The Parliamentary Elections soon loom and by a combination of stealth and cunning, Fisher gets himself nominated to stand opposite Giles as the Conservative Party nominee. The Clifton family reconciles with Giles during this time, as he is now separated from Lady Virginia. In the election that follows, Fisher is presumed to have won but Sebastian rightly points out that some of the ballot stacks actually hold Giles’ name but had been assigned to Fisher in a case of cheating. The recount declares Giles the winner.

Sebastian returns to school and is focused on gaining admission to Cambridge University. However, he is rusticated because of certain misdemeanors he engages in. On his way back home, his Principal catches him smoking in the first class compartment to London, when he was supposed to be going to Bristol. Feeling certain that his Principal would not permit him to enter Cambridge, he decides to stay at a hotel in London fearing his parents wrath. From there, he visits his friend Bruno Martinez. Bruno's father Don Pedro's life is again an example of the classic Archer story of rags to riches. Don is actually a notorious smuggler and had then been looking for ways to bring counterfeit currency from Argentina to England. He decides to use Sebastian by promising to pay him handsomely if he oversaw the deposition of a sculpture in London from Argentina. Unaware that the base of the sculpture actually held eight million pounds (in fake £5 notes) worth of counterfeit currency, Sebastian agrees to do so.
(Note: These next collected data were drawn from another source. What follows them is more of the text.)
//! DAI to ETH swaps through the Uniswap V2 router
//!
//! [`SwapManager`] follows the wallet session. Once a session exists it
//! resolves the router, WETH and the DAI/WETH pair, keeps the unit prices
//! current by listening to `Swap` events on the pair, answers quotes in both
//! directions and runs the approve-then-swap sequence.

mod guard;

use guard::BusyGuard;

use crate::config::{Config, Network};
use crate::contracts::{amount_out, Erc20, SwapRouter, MAX_ALLOWANCE};
use crate::format::{number_to_wei, wei_to_number};
use crate::messages;
use crate::notify::Notifier;
use crate::provider::{LogWatch, WalletProvider};
use crate::wallet::WalletState;
use crate::{Error, Result};
use alloy::primitives::{Address, TxHash, U256};
use chrono::{DateTime, Utc};
use futures::StreamExt;
use serde::Serialize;
use std::sync::atomic::AtomicBool;
use std::sync::{Arc, Mutex, RwLock, Weak};
use tokio::sync::watch;
use tokio::task::JoinHandle;

/// Progress of the current swap
#[derive(Debug, Clone, Copy, Default, PartialEq, Eq, Serialize)]
#[serde(rename_all = "lowercase")]
pub enum SwapStage {
    #[default]
    Idle,
    /// Waiting for the router allowance to be raised
    Approving,
    /// Swap sent, waiting for it to be mined
    Submitted,
    Confirmed,
    Failed,
}

impl SwapStage {
    /// A transaction of this swap is still outstanding
    pub fn is_pending(&self) -> bool {
        matches!(self, SwapStage::Approving | SwapStage::Submitted)
    }
}

/// Unit prices at the pair's current reserves
#[derive(Debug, Clone, Copy, Default, PartialEq, Serialize)]
pub struct Quote {
    /// DAI paid for one ETH
    pub eth_price: Option<f64>,
    /// ETH paid for one DAI
    pub dai_price: Option<f64>,
}

#[derive(Debug, Clone, Default, PartialEq, Serialize)]
pub struct SwapState {
    /// Router and pair are resolved for the current session
    pub ready: bool,
    pub quote: Quote,
    pub stage: SwapStage,
}

/// Contract handles bound to one wallet session
struct Contracts {
    provider: Arc<dyn WalletProvider>,
    owner: Address,
    chain_id: u64,
    dai: Arc<dyn Erc20>,
    router: Arc<dyn SwapRouter>,
    weth: Address,
}

struct Inner {
    network: Network,
    dai_address: Address,
    router_address: Address,
    deadline_secs: u64,
    wallet: watch::Receiver<WalletState>,
    notifier: Notifier,
    contracts: RwLock<Option<Arc<Contracts>>>,
    state: watch::Sender<SwapState>,
    updating: AtomicBool,
    swapping: AtomicBool,
    pair_watch: Mutex<Option<JoinHandle<()>>>,
}

#[derive(Clone)]
pub struct SwapManager {
    inner: Arc<Inner>,
}

impl SwapManager {
    pub fn new(config: &Config, wallet: watch::Receiver<WalletState>, notifier: Notifier) -> Self {
        let (state, _) = watch::channel(SwapState::default());
        Self {
            inner: Arc::new(Inner {
                network: config.network,
                dai_address: config.dai_address,
                router_address: config.router_address,
                deadline_secs: config.swap_deadline_secs,
                wallet,
                notifier,
                contracts: RwLock::new(None),
                state,
                updating: AtomicBool::new(false),
                swapping: AtomicBool::new(false),
                pair_watch: Mutex::new(None),
            }),
        }
    }

    pub fn subscribe(&self) -> watch::Receiver<SwapState> {
        self.inner.state.subscribe()
    }

    pub fn state(&self) -> SwapState {
        self.inner.state.borrow().clone()
    }

    pub fn is_ready(&self) -> bool {
        self.inner.state.borrow().ready
    }

    /// Follow the wallet session in a background task
    pub fn spawn(&self) -> JoinHandle<()> {
        let manager = self.clone();
        let mut wallet = self.inner.wallet.clone();
        tokio::spawn(async move {
            loop {
                let session = wallet.borrow_and_update().clone();
                manager.handle_wallet_change(&session).await;
                if wallet.changed().await.is_err() {
                    break;
                }
            }
        })
    }

    /// Bind contracts to a new session or drop them when the session ends
    pub async fn handle_wallet_change(&self, wallet: &WalletState) {
        let (Some(provider), Some(owner), Some(chain_id)) =
            (&wallet.provider, wallet.wallet_address, wallet.chain_id)
        else {
            self.reset();
            return;
        };

        if let Some(current) = self.contracts() {
            if Arc::ptr_eq(&current.provider, provider)
                && current.owner == owner
                && current.chain_id == chain_id
            {
                return;
            }
        }

        match self.resolve(provider.clone(), owner, chain_id).await {
            Ok((contracts, pair)) => {
                self.store_contracts(Some(Arc::new(contracts)));
                self.inner.state.send_modify(|state| state.ready = true);
                tracing::info!(
                    router = %self.inner.router_address,
                    pair = %pair,
                    "Swap contracts resolved"
                );
                self.watch_pair(provider.as_ref(), pair).await;
                self.update_unit_price().await;
            }
            Err(e) => {
                tracing::warn!(error = %e, "Could not resolve swap contracts");
                self.reset();
            }
        }
    }

    /// ETH received for `dai_amount` DAI
    pub async fn get_eth_output(&self, dai_amount: f64) -> Result<f64> {
        self.quote_output(dai_amount, true).await
    }

    /// DAI received for `eth_amount` ETH
    pub async fn get_dai_output(&self, eth_amount: f64) -> Result<f64> {
        self.quote_output(eth_amount, false).await
    }

    async fn quote_output(&self, amount: f64, sell_dai: bool) -> Result<f64> {
        if amount == 0.0 {
            return Ok(0.0);
        }
        let amount_in = number_to_wei(amount)?;
        let contracts = self.contracts().ok_or(Error::WalletNotConnected)?;

        let path = if sell_dai {
            vec![self.inner.dai_address, contracts.weth]
        } else {
            vec![contracts.weth, self.inner.dai_address]
        };
        let amounts = contracts.router.get_amounts_out(amount_in, path).await?;
        Ok(wei_to_number(amount_out(&amounts)?))
    }

    /// Recompute both unit prices unless an update is already running
    pub async fn update_unit_price(&self) {
        if self.contracts().is_none() {
            return;
        }
        let Some(_busy) = BusyGuard::acquire(&self.inner.updating) else {
            tracing::debug!("Price update already running");
            return;
        };

        match tokio::try_join!(self.get_dai_output(1.0), self.get_eth_output(1.0)) {
            Ok((eth_price, dai_price)) => {
                self.inner.state.send_modify(|state| {
                    if state.ready {
                        state.quote = Quote {
                            eth_price: Some(eth_price),
                            dai_price: Some(dai_price),
                        };
                    }
                });
                tracing::debug!(eth_price = eth_price, dai_price = dai_price, "Unit prices updated");
            }
            Err(e) => tracing::warn!(error = %e, "Price update failed"),
        }
    }

    /// Swap `dai_amount` DAI for ETH
    ///
    /// Every outcome is reported through the notifier. Requests rejected
    /// before any transaction is sent return [`SwapStage::Idle`].
    pub async fn swap_dai_with_eth(&self, dai_amount: f64) -> SwapStage {
        let Some(contracts) = self.contracts() else {
            self.inner
                .notifier
                .notify_error(messages::ERROR_WALLET_NOT_CONNECTED);
            return SwapStage::Idle;
        };

        let amount = match self.amount_in(dai_amount) {
            Ok(amount) => amount,
            Err(e) => {
                tracing::info!(amount = dai_amount, reason = %e, "Swap rejected");
                self.notify_failure(&e);
                return SwapStage::Idle;
            }
        };

        let Some(_busy) = BusyGuard::acquire(&self.inner.swapping) else {
            self.inner
                .notifier
                .notify_error(messages::ERROR_SWAP_IN_PROGRESS);
            return SwapStage::Idle;
        };

        match self.execute(&contracts, amount).await {
            Ok(hash) => {
                tracing::info!(tx = %hash, amount = dai_amount, "Swap confirmed");
                self.set_stage(SwapStage::Confirmed);
                self.inner
                    .notifier
                    .notify_success(messages::MESSAGE_TRANSACTION_CONFIRMED);
                SwapStage::Confirmed
            }
            Err(e) => {
                tracing::warn!(error = %e, amount = dai_amount, "Swap failed");
                self.set_stage(SwapStage::Failed);
                self.notify_failure(&e);
                SwapStage::Failed
            }
        }
    }

    /// Base units to sell for `dai_amount`, checked against the exact balance
    ///
    /// The displayed balance is rounded, so a request equal to it (the Max
    /// button) sells the whole balance.
    fn amount_in(&self, dai_amount: f64) -> Result<U256> {
        if dai_amount.is_nan() || dai_amount <= 0.0 {
            return Err(Error::ZeroAmount);
        }
        let (shown, held) = {
            let wallet = self.inner.wallet.borrow();
            (wallet.dai_balance, wallet.dai_balance_wei.unwrap_or_default())
        };
        if shown == Some(dai_amount) {
            return Ok(held);
        }

        let requested = number_to_wei(dai_amount)?;
        if requested > held {
            return Err(Error::InsufficientBalance {
                requested: dai_amount,
                available: shown.unwrap_or_default(),
            });
        }
        Ok(requested)
    }

    async fn execute(&self, contracts: &Contracts, amount: U256) -> Result<TxHash> {
        let router = self.inner.router_address;

        let allowance = contracts
            .dai
            .allowance(contracts.owner, router)
            .await
            .map_err(into_approval)?;

        if allowance < amount {
            self.set_stage(SwapStage::Approving);
            self.inner
                .notifier
                .notify_success(messages::MESSAGE_APPROVING_DAI);

            let approval = contracts
                .dai
                .approve(router, MAX_ALLOWANCE)
                .await
                .map_err(into_approval)?;
            let hash = approval.confirmed().await.map_err(into_approval)?;
            tracing::info!(tx = %hash, spender = %router, "Router allowance raised");
        }

        let pending = contracts
            .router
            .swap_exact_tokens_for_eth(
                amount,
                U256::ZERO,
                vec![self.inner.dai_address, contracts.weth],
                contracts.owner,
                swap_deadline(Utc::now(), self.inner.deadline_secs),
            )
            .await?;

        tracing::info!(tx = %pending.hash(), amount = %amount, "Swap submitted");
        self.set_stage(SwapStage::Submitted);
        self.inner
            .notifier
            .notify_success(messages::MESSAGE_TRANSACTION_SUBMITTED);

        pending.confirmed().await
    }

    async fn resolve(
        &self,
        provider: Arc<dyn WalletProvider>,
        owner: Address,
        chain_id: u64,
    ) -> Result<(Contracts, Address)> {
        let router = provider.router(self.inner.router_address);
        let weth = router.weth().await?;
        let factory = router.factory().await?;
        let pair = provider
            .factory(factory)
            .get_pair(weth, self.inner.dai_address)
            .await?;

        let contracts = Contracts {
            dai: provider.erc20(self.inner.dai_address),
            provider,
            owner,
            chain_id,
            router,
            weth,
        };
        Ok((contracts, pair))
    }

    async fn watch_pair(&self, provider: &dyn WalletProvider, pair: Address) {
        let mut swaps = match provider.watch_logs(LogWatch::PairSwaps(pair)).await {
            Ok(stream) => stream,
            Err(e) => {
                tracing::warn!(pair = %pair, error = %e, "Pair swap watch unavailable");
                return;
            }
        };

        let inner = Arc::downgrade(&self.inner);
        let watch = tokio::spawn(async move {
            while let Some(tx) = swaps.next().await {
                let Some(inner) = Weak::upgrade(&inner) else { break };
                tracing::debug!(tx = ?tx, "Pair swap observed");
                SwapManager { inner }.update_unit_price().await;
            }
        });

        let previous = self
            .inner
            .pair_watch
            .lock()
            .unwrap_or_else(|poisoned| poisoned.into_inner())
            .replace(watch);
        if let Some(previous) = previous {
            previous.abort();
        }
    }

    fn reset(&self) {
        let watch = self
            .inner
            .pair_watch
            .lock()
            .unwrap_or_else(|poisoned| poisoned.into_inner())
            .take();
        if let Some(watch) = watch {
            watch.abort();
        }

        if self.contracts().is_some() {
            tracing::info!("Swap contracts released");
        }
        self.store_contracts(None);
        self.inner.state.send_modify(|state| {
            state.ready = false;
            state.quote = Quote::default();
        });
    }

    fn contracts(&self) -> Option<Arc<Contracts>> {
        self.inner
            .contracts
            .read()
            .unwrap_or_else(|poisoned| poisoned.into_inner())
            .clone()
    }

    fn store_contracts(&self, contracts: Option<Arc<Contracts>>) {
        *self
            .inner
            .contracts
            .write()
            .unwrap_or_else(|poisoned| poisoned.into_inner()) = contracts;
    }

    fn set_stage(&self, stage: SwapStage) {
        self.inner.state.send_modify(|state| state.stage = stage);
    }

    fn notify_failure(&self, error: &Error) {
        self.inner
            .notifier
            .notify_error(error.user_message(self.inner.network.name()));
    }
}

fn into_approval(error: Error) -> Error {
    match error {
        Error::Approval(_) => error,
        other => Error::Approval(other.to_string()),
    }
}

/// Unix timestamp after which the router rejects the swap
fn swap_deadline(now: DateTime<Utc>, window_secs: u64) -> U256 {
    let now = u64::try_from(now.timestamp()).unwrap_or_default();
    U256::from(now.saturating_add(window_secs))
}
Meanwhile, Giles and Harry get tipped off about the whereabouts of Sebastian. To help the Cabinet Secretary nab Don Pedro, Harry goes to Argentina in the guise of England captain Peter May. Upon reaching there, he finds out from Sebastian what he was expected to do and informs the Cabinet Secretary, who correctly guesses that the base of the Rodin statue "The Thinker" must actually hold the fake currency. Once the piece reaches England, the authorities send some men to the dockyard to burn the fake money and replace the base. Upon gaining hold of the piece, when Don Pedro finds out that he has been cheated, he assumes Sebastian is behind it and plans to get him killed in a car accident. However, by a twist of fate, his own son ends up in the car with Sebastian on the way to Cambridge and he is left stunned in horror. The novel ends with the tutor of admissions being vested with the responsibility of conveying the news of their son's death to his parents.

==Reception==
Critical reception for the book was mixed to positive, with the Guardian summarizing it as "Old dog, old tricks." In contrast, the Hindustan Times gave a more positive review, calling it a "potboiler" while also stating it would be a "chart topper". The Sydney Morning Herald and Times Live both gave mostly positive reviews, with the Sydney Morning Herald noting that although the book contained "circumlocutory prattle of needless talk", that it did not ruin their enjoyment of the novel.